::: RECORDS FOR PROCESSING :::

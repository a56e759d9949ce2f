// models/src/lib.rs
//
// Entity types and the shared error taxonomy for the hostel backend.

pub mod admin;
pub mod errors;
pub mod expense;
pub mod feedback;
pub mod history;
pub mod notice;
pub mod payment;
pub mod resident;
pub mod room;
pub mod stats;

pub use admin::{AdminAccount, NewAdmin};
pub use errors::{AuthFailure, HostelError, ValidationError};
pub use expense::{Expense, ExpenseCategory, NewExpense};
pub use feedback::{Feedback, FeedbackCategory, FeedbackStatus, NewFeedback};
pub use history::{NewRoomHistory, RoomHistory};
pub use notice::{NewNotice, Notice};
pub use payment::{NewPayment, Payment, PaymentStatus};
pub use resident::{
    Id, MealPlan, NewResident, Resident, ResidentRole, ResidentStatus, ResidentType,
};
pub use room::{Cot, NewCot, NewRoom, Room};
pub use stats::{IncomeChange, Stats};
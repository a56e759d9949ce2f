// models/src/history.rs

use chrono::NaiveDate;
use serde::{Deserialize, Serialize};

use crate::resident::Id;

/// Append-only assignment trail. Room and cot names are snapshots taken at
/// assignment time, not live references; an open entry (`end_date` None) is
/// the resident's current placement.
#[derive(Debug, Clone, PartialEq, Eq, Serialize, Deserialize)]
#[serde(rename_all = "camelCase")]
pub struct RoomHistory {
    pub id: Id,
    pub resident_id: Id,
    pub room_name: String,
    pub cot_name: String,
    pub start_date: NaiveDate,
    pub end_date: Option<NaiveDate>,
}

#[derive(Debug, Clone, PartialEq, Eq, Serialize, Deserialize)]
#[serde(rename_all = "camelCase")]
pub struct NewRoomHistory {
    pub resident_id: Id,
    pub room_name: String,
    pub cot_name: String,
    pub start_date: NaiveDate,
}

impl NewRoomHistory {
    pub fn into_history(self, id: Id) -> RoomHistory {
        RoomHistory {
            id,
            resident_id: self.resident_id,
            room_name: self.room_name,
            cot_name: self.cot_name,
            start_date: self.start_date,
            end_date: None,
        }
    }
}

:::

[WHAT YOU WILL DO]: Search the entries above for "payment". Return every line that has it.

[ANSWER FOR THIS EXERCISE]:
pub mod payment;
pub use payment::{NewPayment, Payment, PaymentStatus};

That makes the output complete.